There was a band I liked at the Brick Yard that night, "Grey haired goddesses" they did covers of a lot of old songs from the twentieth.  A five woman group of vicious elves, they were hammering out their tribute to "The Sky is a Poisonous Garden" by Concrete Blonde*.  I was loving the vibe and for just a moment forgot I was there on business.

"Mr. Gun", Sandy's big tusky smile was infectious.  "Hungry? Or just here to dance?"

I smiled easily with Sandy, "I'm always hungry beautiful.  How are the kids?"

Sandy's eyes brightened a bit, "Always a handful!" she exclaimed. "I swear those three are going to be the death of me.  Or, they'll work me so skinny I'll pass for an elf."  She laughed at that.

I smiled, "Kids must be tough.  You're more hard core than I'll ever be."

"I'm tough stuff", she nodded.  "You have something in mind or shall I tell Solomon to just put something out for you?"

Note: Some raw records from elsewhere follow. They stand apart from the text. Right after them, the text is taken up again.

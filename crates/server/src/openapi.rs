//! OpenAPI document served at `/api-docs/openapi.json` and rendered under `/docs`.
//!
//! Request bodies are described by doc-only schemas so the service crate stays
//! free of utoipa.

use utoipa::OpenApi;
use utoipa::ToSchema;
use uuid::Uuid;

#[derive(ToSchema)]
pub struct HealthResponse { pub status: String }

#[derive(ToSchema)]
pub struct RegisterRequest {
    pub email: String,
    pub name: String,
    pub password: String,
    /// Cliente (default) or Prestador
    pub role: Option<String>,
}

#[derive(ToSchema)]
pub struct LoginRequest { pub email: String, pub password: String }

#[derive(ToSchema)]
pub struct CategoryRequest { pub name: String, pub description: Option<String>, pub parent_id: Option<Uuid> }

#[derive(ToSchema)]
pub struct ServiceRequest { pub category_id: Uuid, pub name: String, pub description: String, pub price: Option<f64> }

#[derive(ToSchema)]
pub struct RequisitionRequest { pub service_id: Uuid, pub additional_info: Option<String> }

#[derive(ToSchema)]
pub struct CommentRequest {
    pub requisition_id: Uuid,
    pub comment: Option<String>,
    /// 1..=5
    pub evaluation: Option<i32>,
}

#[derive(ToSchema)]
pub struct CommentEditRequest { pub comment: Option<String>, pub evaluation: Option<i32> }

#[derive(ToSchema)]
pub struct GamificationRequest {
    pub name: String,
    pub points_per_comment: i32,
    pub points_per_evaluation: i32,
    pub points_per_service: i32,
}

#[derive(ToSchema)]
pub struct ComplaintRequest { pub service_id: Option<Uuid>, pub target_user_id: Option<Uuid>, pub reason: String }

#[derive(ToSchema)]
pub struct FormationRequest {
    pub title: String,
    pub description: String,
    pub location: String,
    /// RFC 3339 timestamp
    pub starts_at: String,
    pub duration_minutes: i32,
    pub capacity: i32,
}

#[derive(ToSchema)]
pub struct ContentRequest { pub title: String, pub body: String, pub position: Option<i32> }

#[derive(OpenApi)]
#[openapi(
    paths(
        crate::routes::health,
        crate::routes::metrics,
        crate::routes::auth::register,
        crate::routes::auth::login,
        crate::routes::auth::logout,
        crate::routes::auth::me,
        crate::routes::users::list,
        crate::routes::users::ranking,
        crate::routes::users::get,
        crate::routes::users::update,
        crate::routes::users::delete,
        crate::routes::users::set_role,
        crate::routes::users::block,
        crate::routes::users::unblock,
        crate::routes::categories::tree,
        crate::routes::categories::get,
        crate::routes::categories::create,
        crate::routes::categories::update,
        crate::routes::categories::delete,
        crate::routes::services::list,
        crate::routes::services::mine,
        crate::routes::services::get,
        crate::routes::services::create,
        crate::routes::services::update,
        crate::routes::services::delete,
        crate::routes::services::activate,
        crate::routes::services::deactivate,
        crate::routes::services::block,
        crate::routes::services::unblock,
        crate::routes::services::comments,
        crate::routes::services::commentable,
        crate::routes::requisitions::made,
        crate::routes::requisitions::received,
        crate::routes::requisitions::create,
        crate::routes::requisitions::get,
        crate::routes::requisitions::transition,
        crate::routes::comments::create,
        crate::routes::comments::get,
        crate::routes::comments::update,
        crate::routes::comments::remove,
        crate::routes::gamification::list,
        crate::routes::gamification::get,
        crate::routes::gamification::create,
        crate::routes::gamification::update,
        crate::routes::gamification::delete,
        crate::routes::gamification::activate,
        crate::routes::gamification::deactivate,
        crate::routes::complaints::mine,
        crate::routes::complaints::all,
        crate::routes::complaints::file,
        crate::routes::complaints::get,
        crate::routes::complaints::delete,
        crate::routes::complaints::handle,
        crate::routes::formations::list,
        crate::routes::formations::get,
        crate::routes::formations::create,
        crate::routes::formations::update,
        crate::routes::formations::delete,
        crate::routes::formations::enroll,
        crate::routes::formations::withdraw,
        crate::routes::formations::enrollments,
        crate::routes::notifications::list,
        crate::routes::notifications::unread_count,
        crate::routes::notifications::read_all,
        crate::routes::notifications::get,
        crate::routes::notifications::mark_read,
        crate::routes::notifications::delete,
        crate::routes::content::page,
        crate::routes::content::create,
        crate::routes::content::get,
        crate::routes::content::update,
        crate::routes::content::delete,
    ),
    components(
        schemas(
            HealthResponse,
            RegisterRequest,
            LoginRequest,
            CategoryRequest,
            ServiceRequest,
            RequisitionRequest,
            CommentRequest,
            CommentEditRequest,
            GamificationRequest,
            ComplaintRequest,
            FormationRequest,
            ContentRequest,
            crate::routes::users::RenameInput,
            crate::routes::users::RoleInput,
            crate::routes::complaints::ResolutionInput,
        )
    ),
    tags(
        (name = "health"),
        (name = "auth"),
        (name = "users"),
        (name = "categories"),
        (name = "services"),
        (name = "requisitions"),
        (name = "comments"),
        (name = "gamification"),
        (name = "complaints"),
        (name = "formations"),
        (name = "notifications"),
        (name = "content")
    )
)]
pub struct ApiDoc;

"Surprise me." I said. "And have him put something together for you and the kids, on me.  Triple rum for him, and I could really go for some of that lemonade you guys keep so hush-hush."

"You are always so sweet.  Thank you Mr. Gun" with that Sandy took my order back to Solomon.  I slotted my credstick for the bill, put another 50 nuyen on as a tip (hey, diapers for three HAS to be expensive), and settled in to enjoy the music while I waited.

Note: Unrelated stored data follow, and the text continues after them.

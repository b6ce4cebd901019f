//! Create `service_category` table.
//!
//! Self-referencing `parent_id` builds the category tree.
use sea_orm_migration::{prelude::*, schema::*};

#[derive(DeriveMigrationName)]
pub struct Migration;

#[async_trait::async_trait]
impl MigrationTrait for Migration {
    async fn up(&self, manager: &SchemaManager) -> Result<(), DbErr> {
        manager
            .create_table(
                Table::create()
                    .table(ServiceCategory::Table)
                    .if_not_exists()
                    .col(uuid(ServiceCategory::Id).primary_key())
                    .col(string_len(ServiceCategory::Name, 128).not_null())
                    .col(text_null(ServiceCategory::Description))
                    .col(uuid_null(ServiceCategory::ParentId))
                    .col(uuid_null(ServiceCategory::LastUpdatedBy))
                    .col(timestamp_with_time_zone(ServiceCategory::CreatedAt).not_null())
                    .col(timestamp_with_time_zone(ServiceCategory::UpdatedAt).not_null())
                    .foreign_key(
                        ForeignKey::create()
                            .name("fk_service_category_parent")
                            .from(ServiceCategory::Table, ServiceCategory::ParentId)
                            .to(ServiceCategory::Table, ServiceCategory::Id)
                            .on_delete(ForeignKeyAction::Restrict)
                            .on_update(ForeignKeyAction::Cascade),
                    )
                    .foreign_key(
                        ForeignKey::create()
                            .name("fk_service_category_updater")
                            .from(ServiceCategory::Table, ServiceCategory::LastUpdatedBy)
                            .to(Users::Table, Users::Id)
                            .on_delete(ForeignKeyAction::SetNull)
                            .on_update(ForeignKeyAction::Cascade),
                    )
                    .to_owned(),
            )
            .await
    }

    async fn down(&self, manager: &SchemaManager) -> Result<(), DbErr> {
        manager.drop_table(Table::drop().table(ServiceCategory::Table).to_owned()).await
    }
}

#[derive(DeriveIden)]
enum ServiceCategory { Table, Id, Name, Description, ParentId, LastUpdatedBy, CreatedAt, UpdatedAt }

#[derive(DeriveIden)]
enum Users { Table, Id }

Solomon did his usual job of amazing my taste buds.  I was finishing my meal when Sandy refilled my lemonade and nodded me to the back. I bit into the last morsel of my bourbon glazed chicken, took my ice cold lemonade and walked back toward Sheila's booth.

The curtain was open revealing Sheila X in her usual seat, and four other people sitting in the booth.  I recognized one immediately but the other three were new faces to me.  I squeezed in next to Sheila X, nodded to Angel, and kept my mouth shut.

"Angeline is acquainted." Sheila's flat emotionless tone was comfortably familiar to me. "Lance, Cole, Mel, this is Mr. Gun."

"This is 'Tommy Gun'?" the man direct across from me asked.  I later learned he went by 'Mel'.  "Come on Sheila, this kid?"

Ghost save me from ignorance.  "You can call me 'Mr. Gun'." I said it flatly and as emotionless as I could muster.  I was accustomed to people being surprised by my age, but it was still a stupid thing for professionals to worry about. 

"Mel, zip it" Angel let a little attitude into her voice.  "I've worked with him, he's frosty."

I looked to Angel and noticed that the other three were doing the same. It seemed that Angel was in charge, which was just fine to me. 

"Tommy, Mr. Johnson put us on a job and I need you on the team." Angel was straight to the point. She had my attention.  "There is an item in the Puget Sound.  An item that has been down there for a few years.  An item we're going to get but it would be far easier, far safer, if you were along." 

"What can you tell me about the whats-it?" I asked.

"Nothing"

My eyes went up a bit.  "What does this trip pay?"

She told me.  I was not impressed. I thought about it for a long moment.  Angel was top talent and we had worked well together in the past. I didn't like the figure she was throwing at me, but she was sending her people into the sound.  She was right too, she definitely wanted me on this job.   I negotiated another ten percent out of her for appearance sake in front of her team, and we set up a meeting time and contact protocols.  {Thanks for this one Tommy~ Angel}

"I can lay hands on some scuba gear if you don't have any," Angel offered.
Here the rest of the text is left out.